_TASK_
Wherever the word "pattern" appears in a line of the records, copy that line.

_RECORDS FOR THE TASK_
//! Client-side field rules for the user form.

use once_cell::sync::Lazy;
use regex::Regex;
use std::collections::HashMap;
use std::hash::Hash;

static USERNAME_RE: Lazy<Regex> =
    Lazy::new(|| Regex::new(r"^[a-zA-Z0-9_]+$").expect("valid pattern"));
static ARABIC_RE: Lazy<Regex> =
    Lazy::new(|| Regex::new(r"[\x{0600}-\x{06FF}]").expect("valid pattern"));
static EMAIL_RE: Lazy<Regex> =
    Lazy::new(|| Regex::new(r"^[^\s@]+@[^\s@]+\.[^\s@]+$").expect("valid pattern"));
static PHONE_RE: Lazy<Regex> = Lazy::new(|| Regex::new(r"^[0-9+\-\s()]+$").expect("valid pattern"));

pub const USERNAME_MIN_LEN: usize = 3;
pub const PASSWORD_MIN_LEN: usize = 6;

pub const USERNAME_REQUIRED: &str = "Username is required";
pub const USERNAME_TOO_SHORT: &str = "Username must be at least 3 characters";
pub const USERNAME_ARABIC: &str = "Username must be in English only (Arabic letters are not allowed)";
pub const USERNAME_CHARS: &str =
    "Username may only contain English letters, digits and _ (no special characters or spaces)";
/// Shorter variant shown while typing.
pub const USERNAME_CHARS_LIVE: &str = "Username may only contain English letters, digits and _";
pub const EMAIL_REQUIRED: &str = "Email is required";
pub const EMAIL_INVALID: &str = "Email address is invalid";
pub const PASSWORD_REQUIRED: &str = "Password is required";
pub const PASSWORD_TOO_SHORT: &str = "Password must be at least 6 characters";
pub const PHONE_INVALID: &str = "Phone number is invalid";

/// Per-field messages. An empty map means the form is valid.
#[derive(Debug, Clone, PartialEq, Eq)]
pub struct FieldErrors<F: Eq + Hash> {
    errors: HashMap<F, String>,
}

impl<F: Eq + Hash> Default for FieldErrors<F> {
    fn default() -> Self {
        Self {
            errors: HashMap::new(),
        }
    }
}

impl<F: Eq + Hash + Copy> FieldErrors<F> {
    pub fn set(&mut self, field: F, message: impl Into<String>) {
        self.errors.insert(field, message.into());
    }

    pub fn clear(&mut self, field: F) {
        self.errors.remove(&field);
    }

    pub fn get(&self, field: F) -> Option<&str> {
        self.errors.get(&field).map(String::as_str)
    }

    pub fn is_empty(&self) -> bool {
        self.errors.is_empty()
    }

    #[cfg(test)]
    pub fn len(&self) -> usize {
        self.errors.len()
    }
}

fn has_arabic(value: &str) -> bool {
    ARABIC_RE.is_match(value)
}

/// Full username check run on submit.
pub fn check_username(value: &str) -> Option<&'static str> {
    if value.trim().is_empty() {
        Some(USERNAME_REQUIRED)
    } else if value.chars().count() < USERNAME_MIN_LEN {
        Some(USERNAME_TOO_SHORT)
    } else if !USERNAME_RE.is_match(value) {
        if has_arabic(value) {
            Some(USERNAME_ARABIC)
        } else {
            Some(USERNAME_CHARS)
        }
    } else {
        None
    }
}

/// Keystroke check: only flags disallowed characters, never length.
pub fn check_username_live(value: &str) -> Option<&'static str> {
    if value.is_empty() || USERNAME_RE.is_match(value) {
        None
    } else if has_arabic(value) {
        Some(USERNAME_ARABIC)
    } else {
        Some(USERNAME_CHARS_LIVE)
    }
}

pub fn check_email(value: &str) -> Option<&'static str> {
    if value.trim().is_empty() {
        Some(EMAIL_REQUIRED)
    } else if !EMAIL_RE.is_match(value) {
        Some(EMAIL_INVALID)
    } else {
        None
    }
}

pub fn check_password(value: &str) -> Option<&'static str> {
    if value.trim().is_empty() {
        Some(PASSWORD_REQUIRED)
    } else if value.chars().count() < PASSWORD_MIN_LEN {
        Some(PASSWORD_TOO_SHORT)
    } else {
        None
    }
}

/// Phone is optional; only a non-empty value is checked.
pub fn check_phone(value: &str) -> Option<&'static str> {
    if !value.is_empty() && !PHONE_RE.is_match(value) {
        Some(PHONE_INVALID)
    } else {
        None
    }
}

#[cfg(test)]
mod tests {
    use super::*;

    #[test]
    fn test_username_rules() {
        assert_eq!(check_username(""), Some(USERNAME_REQUIRED));
        assert_eq!(check_username("   "), Some(USERNAME_REQUIRED));
        assert_eq!(check_username("ab"), Some(USERNAME_TOO_SHORT));
        assert_eq!(check_username("abc_123"), None);
        assert_eq!(check_username("مدير"), Some(USERNAME_ARABIC));
        assert_eq!(check_username("ab!"), Some(USERNAME_CHARS));
        assert_eq!(check_username("john doe"), Some(USERNAME_CHARS));
    }

    #[test]
    fn test_username_live_rules() {
        assert_eq!(check_username_live(""), None);
        assert_eq!(check_username_live("a"), None);
        assert_eq!(check_username_live("a-"), Some(USERNAME_CHARS_LIVE));
        assert_eq!(check_username_live("aم"), Some(USERNAME_ARABIC));
    }

    #[test]
    fn test_email_rules() {
        assert_eq!(check_email("a@b.com"), None);
        assert_eq!(check_email("a@b"), Some(EMAIL_INVALID));
        assert_eq!(check_email("a b@c.com"), Some(EMAIL_INVALID));
        assert_eq!(check_email(""), Some(EMAIL_REQUIRED));
    }

    #[test]
    fn test_password_rules() {
        assert_eq!(check_password(""), Some(PASSWORD_REQUIRED));
        assert_eq!(check_password("12345"), Some(PASSWORD_TOO_SHORT));
        assert_eq!(check_password("123456"), None);
    }

    #[test]
    fn test_phone_rules() {
        assert_eq!(check_phone(""), None);
        assert_eq!(check_phone("+966 (50) 123-4567"), None);
        assert_eq!(check_phone("call me"), Some(PHONE_INVALID));
    }

    #[test]
    fn test_field_errors() {
        let mut errors: FieldErrors<u8> = FieldErrors::default();
        assert!(errors.is_empty());
        errors.set(1, "bad");
        assert_eq!(errors.get(1), Some("bad"));
        assert_eq!(errors.len(), 1);
        errors.clear(1);
        assert!(errors.is_empty());
    }
}
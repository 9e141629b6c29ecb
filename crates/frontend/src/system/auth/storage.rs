use web_sys::window;

use crate::shared::config::token_key;

fn get_local_storage() -> Option<web_sys::Storage> {
    window()?.local_storage().ok()?
}

/// Get bearer token from localStorage
pub fn get_token() -> Option<String> {
    get_local_storage()?
        .get_item(token_key())
        .ok()?
        .filter(|t| !t.is_empty())
}

/// Remove the stored token
pub fn clear_token() {
    if let Some(storage) = get_local_storage() {
        let _ = storage.remove_item(token_key());
    }
}
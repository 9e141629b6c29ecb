pub mod delete;
pub mod details;
pub mod form;
pub mod list;
pub mod password;
pub mod system;
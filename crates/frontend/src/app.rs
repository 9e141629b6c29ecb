use leptos::prelude::*;

use crate::shared::config::app_name;
use crate::system::auth::context::AuthProvider;
use crate::system::auth::guard::RequireAuth;
use crate::system::users::ui::list::UsersPage;

#[component]
pub fn App() -> impl IntoView {
    view! {
        <AuthProvider>
            <div class="app">
                <header class="app__header">
                    <span class="app__title">{app_name()}</span>
                </header>
                <main class="app__main">
                    <RequireAuth>
                        <UsersPage />
                    </RequireAuth>
                </main>
            </div>
        </AuthProvider>
    }
}
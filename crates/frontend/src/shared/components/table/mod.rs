pub mod sortable_header_cell;

pub use sortable_header_cell::SortableHeaderCell;
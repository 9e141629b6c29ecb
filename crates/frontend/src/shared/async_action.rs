//! Async callbacks passed from a page into its dialogs.
//!
//! Leptos `Callback` is synchronous; dialogs that await the caller's save or
//! delete use [`AsyncCallback`] instead and swallow its failure after logging
//! it. The caller owns the user-visible error channel.

use std::future::Future;
use std::pin::Pin;
use std::rc::Rc;

pub type LocalBoxFuture<T> = Pin<Box<dyn Future<Output = T>>>;

pub type AsyncCallback<T> = Rc<dyn Fn(T) -> LocalBoxFuture<Result<(), String>>>;

pub fn async_callback<T, F, Fut>(f: F) -> AsyncCallback<T>
where
    F: Fn(T) -> Fut + 'static,
    Fut: Future<Output = Result<(), String>> + 'static,
{
    Rc::new(move |value| Box::pin(f(value)))
}

/// Awaits the callback; a failure is logged and reported as `false`.
pub async fn run_logged<T>(action: &AsyncCallback<T>, value: T, context: &str) -> bool {
    match action(value).await {
        Ok(()) => true,
        Err(e) => {
            log::error!("{}: {}", context, e);
            false
        }
    }
}

/// A dialog action is dispatched only when no request is in flight.
pub fn should_dispatch(is_loading: bool) -> bool {
    !is_loading
}

/// Like [`run_logged`], but does nothing while `is_loading` is set.
pub async fn dispatch_logged<T>(
    is_loading: bool,
    action: &AsyncCallback<T>,
    value: T,
    context: &str,
) -> bool {
    if !should_dispatch(is_loading) {
        return false;
    }
    run_logged(action, value, context).await
}

#[cfg(test)]
mod tests {
    use super::*;
    use std::cell::Cell;

    #[tokio::test]
    async fn test_run_logged_reports_outcome() {
        let calls = Rc::new(Cell::new(0));
        let counter = calls.clone();
        let action: AsyncCallback<u32> = async_callback(move |n: u32| {
            let counter = counter.clone();
            async move {
                counter.set(counter.get() + 1);
                if n % 2 == 0 {
                    Ok(())
                } else {
                    Err(format!("odd value {}", n))
                }
            }
        });

        assert!(run_logged(&action, 2, "even").await);
        assert!(!run_logged(&action, 3, "odd").await);
        assert_eq!(calls.get(), 2);
    }

    #[tokio::test]
    async fn test_dispatch_skipped_while_loading() {
        let calls = Rc::new(Cell::new(0));
        let counter = calls.clone();
        let action: AsyncCallback<u32> = async_callback(move |_| {
            let counter = counter.clone();
            async move {
                counter.set(counter.get() + 1);
                Ok(())
            }
        });

        assert!(!dispatch_logged(true, &action, 1, "busy").await);
        assert_eq!(calls.get(), 0);

        assert!(dispatch_logged(false, &action, 1, "idle").await);
        assert_eq!(calls.get(), 1);
    }
}
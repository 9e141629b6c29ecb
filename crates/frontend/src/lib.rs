pub mod app;
pub mod shared;
pub mod system;

use wasm_bindgen::prelude::wasm_bindgen;

#[wasm_bindgen]
pub fn mount() {
    // initializes logging using the `log` crate
    _ = console_log::init_with_level(log::Level::Debug);
    console_error_panic_hook::set_once();

    leptos::mount::mount_to_body(app::App);
}

#[wasm_bindgen(start)]
pub fn start() {
    mount();
}
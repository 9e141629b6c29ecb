use serde::{Deserialize, Serialize};

/// Access level of a user account.
///
/// The set is fixed on the client; the server stores the same ids.
#[derive(Debug, Clone, Copy, PartialEq, Eq, Hash)]
pub enum Role {
    Admin,
    Pos,
}

impl Role {
    pub const ALL: [Role; 2] = [Role::Admin, Role::Pos];

    pub fn id(self) -> i32 {
        match self {
            Role::Admin => 1,
            Role::Pos => 2,
        }
    }

    pub fn name(self) -> &'static str {
        match self {
            Role::Admin => "admin",
            Role::Pos => "pos",
        }
    }

    pub fn label(self) -> &'static str {
        match self {
            Role::Admin => "System administrator",
            Role::Pos => "POS employee",
        }
    }

    pub fn from_id(id: i32) -> Option<Self> {
        Self::ALL.into_iter().find(|r| r.id() == id)
    }

    /// Case-insensitive lookup by server role name.
    pub fn from_name(name: &str) -> Option<Self> {
        Self::ALL
            .into_iter()
            .find(|r| r.name().eq_ignore_ascii_case(name.trim()))
    }
}

#[derive(Debug, Clone, PartialEq, Serialize, Deserialize)]
#[serde(rename_all = "camelCase")]
pub struct User {
    pub id: i64,
    pub username: String,
    pub email: String,
    #[serde(default, skip_serializing_if = "Option::is_none")]
    pub full_name: Option<String>,
    #[serde(default, skip_serializing_if = "Option::is_none")]
    pub phone_number: Option<String>,
    pub role_id: i32,
    pub role_name: String,
    pub is_active: bool,
    pub created_at: String,
    #[serde(default, skip_serializing_if = "Option::is_none")]
    pub last_login_at: Option<String>,
    #[serde(default, skip_serializing_if = "Option::is_none")]
    pub image: Option<String>,
    #[serde(default)]
    pub permissions: Vec<String>,
}

impl User {
    /// Full name when present, username otherwise.
    pub fn display_name(&self) -> &str {
        match self.full_name.as_deref() {
            Some(name) if !name.trim().is_empty() => name,
            _ => &self.username,
        }
    }
}

#[derive(Debug, Clone, PartialEq, Serialize, Deserialize)]
#[serde(rename_all = "camelCase")]
pub struct CreateUserDto {
    pub username: String,
    pub email: String,
    pub password: String,
    #[serde(default, skip_serializing_if = "Option::is_none")]
    pub full_name: Option<String>,
    #[serde(default, skip_serializing_if = "Option::is_none")]
    pub phone_number: Option<String>,
    #[serde(default, skip_serializing_if = "Option::is_none")]
    pub role_id: Option<i32>,
    #[serde(default, skip_serializing_if = "Option::is_none")]
    pub is_active: Option<bool>,
    #[serde(default, skip_serializing_if = "Option::is_none")]
    pub image: Option<String>,
}

/// Username and password cannot be changed through this payload.
#[derive(Debug, Clone, PartialEq, Serialize, Deserialize)]
#[serde(rename_all = "camelCase")]
pub struct UpdateUserDto {
    pub email: String,
    #[serde(default, skip_serializing_if = "Option::is_none")]
    pub full_name: Option<String>,
    #[serde(default, skip_serializing_if = "Option::is_none")]
    pub phone_number: Option<String>,
    pub role_id: i32,
    pub is_active: bool,
    #[serde(default, skip_serializing_if = "Option::is_none")]
    pub image: Option<String>,
}

#[derive(Debug, Clone, Default, PartialEq, Serialize, Deserialize)]
#[serde(rename_all = "camelCase")]
pub struct ChangePasswordDto {
    pub current_password: String,
    pub new_password: String,
    pub confirm_password: String,
}

#[derive(Debug, Clone, Default, PartialEq, Serialize, Deserialize)]
#[serde(rename_all = "camelCase")]
pub struct RoleDistribution {
    pub role_name: String,
    pub user_count: i64,
    pub percentage: f64,
}

/// Aggregate counters computed by the server.
#[derive(Debug, Clone, Default, PartialEq, Serialize, Deserialize)]
#[serde(rename_all = "camelCase")]
pub struct UsersSummary {
    pub total_users: i64,
    pub active_users: i64,
    pub inactive_users: i64,
    pub new_users_this_month: i64,
    pub users_logged_in_today: i64,
    #[serde(default)]
    pub role_distribution: Vec<RoleDistribution>,
}

/// Maps an empty form value to an absent field.
pub fn non_empty(value: &str) -> Option<String> {
    if value.is_empty() {
        None
    } else {
        Some(value.to_string())
    }
}

#[cfg(test)]
mod tests {
    use super::*;
    use serde_json::json;

    #[test]
    fn test_role_lookup() {
        assert_eq!(Role::from_id(1), Some(Role::Admin));
        assert_eq!(Role::from_id(2), Some(Role::Pos));
        assert_eq!(Role::from_id(7), None);
        assert_eq!(Role::from_name("ADMIN"), Some(Role::Admin));
        assert_eq!(Role::from_name("Pos"), Some(Role::Pos));
        assert_eq!(Role::from_name("cashier"), None);
    }

    #[test]
    fn test_create_dto_omits_absent_fields() {
        let dto = CreateUserDto {
            username: "abc_123".to_string(),
            email: "a@b.com".to_string(),
            password: "secret1".to_string(),
            full_name: non_empty(""),
            phone_number: None,
            role_id: Some(2),
            is_active: Some(true),
            image: None,
        };

        let value = serde_json::to_value(&dto).unwrap();
        assert_eq!(
            value,
            json!({
                "username": "abc_123",
                "email": "a@b.com",
                "password": "secret1",
                "roleId": 2,
                "isActive": true
            })
        );
    }

    #[test]
    fn test_update_dto_has_no_username_or_password() {
        let dto = UpdateUserDto {
            email: "a@b.com".to_string(),
            full_name: Some("Ali Hassan".to_string()),
            phone_number: None,
            role_id: 1,
            is_active: false,
            image: None,
        };

        let value = serde_json::to_value(&dto).unwrap();
        let obj = value.as_object().unwrap();
        assert!(!obj.contains_key("username"));
        assert!(!obj.contains_key("password"));
        assert!(!obj.contains_key("phoneNumber"));
        assert_eq!(obj["fullName"], "Ali Hassan");
        assert_eq!(obj["isActive"], false);
    }

    #[test]
    fn test_user_parses_server_payload() {
        let user: User = serde_json::from_value(json!({
            "id": 5,
            "username": "ali99",
            "email": "ali@store.com",
            "fullName": null,
            "roleId": 2,
            "roleName": "pos",
            "isActive": true,
            "createdAt": "2024-01-02T10:00:00"
        }))
        .unwrap();

        assert_eq!(user.id, 5);
        assert_eq!(user.full_name, None);
        assert_eq!(user.last_login_at, None);
        assert!(user.permissions.is_empty());
        assert_eq!(user.display_name(), "ali99");
    }

    #[test]
    fn test_summary_parses_role_distribution() {
        let summary: UsersSummary = serde_json::from_value(json!({
            "totalUsers": 3,
            "activeUsers": 2,
            "inactiveUsers": 1,
            "newUsersThisMonth": 1,
            "usersLoggedInToday": 0,
            "roleDistribution": [
                { "roleName": "admin", "userCount": 1, "percentage": 33.3 },
                { "roleName": "pos", "userCount": 2, "percentage": 66.7 }
            ]
        }))
        .unwrap();

        assert_eq!(summary.total_users, 3);
        assert_eq!(summary.role_distribution.len(), 2);
        assert_eq!(summary.role_distribution[1].role_name, "pos");
    }
}
pub mod pagination_controls;
pub mod stat_card;
pub mod table;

_SOLUTION FOR THIS EXERCISE_
    Lazy::new(|| Regex::new(r"^[a-zA-Z0-9_]+$").expect("valid pattern"));
    Lazy::new(|| Regex::new(r"[\x{0600}-\x{06FF}]").expect("valid pattern"));
    Lazy::new(|| Regex::new(r"^[^\s@]+@[^\s@]+\.[^\s@]+$").expect("valid pattern"));
static PHONE_RE: Lazy<Regex> = Lazy::new(|| Regex::new(r"^[0-9+\-\s()]+$").expect("valid pattern"));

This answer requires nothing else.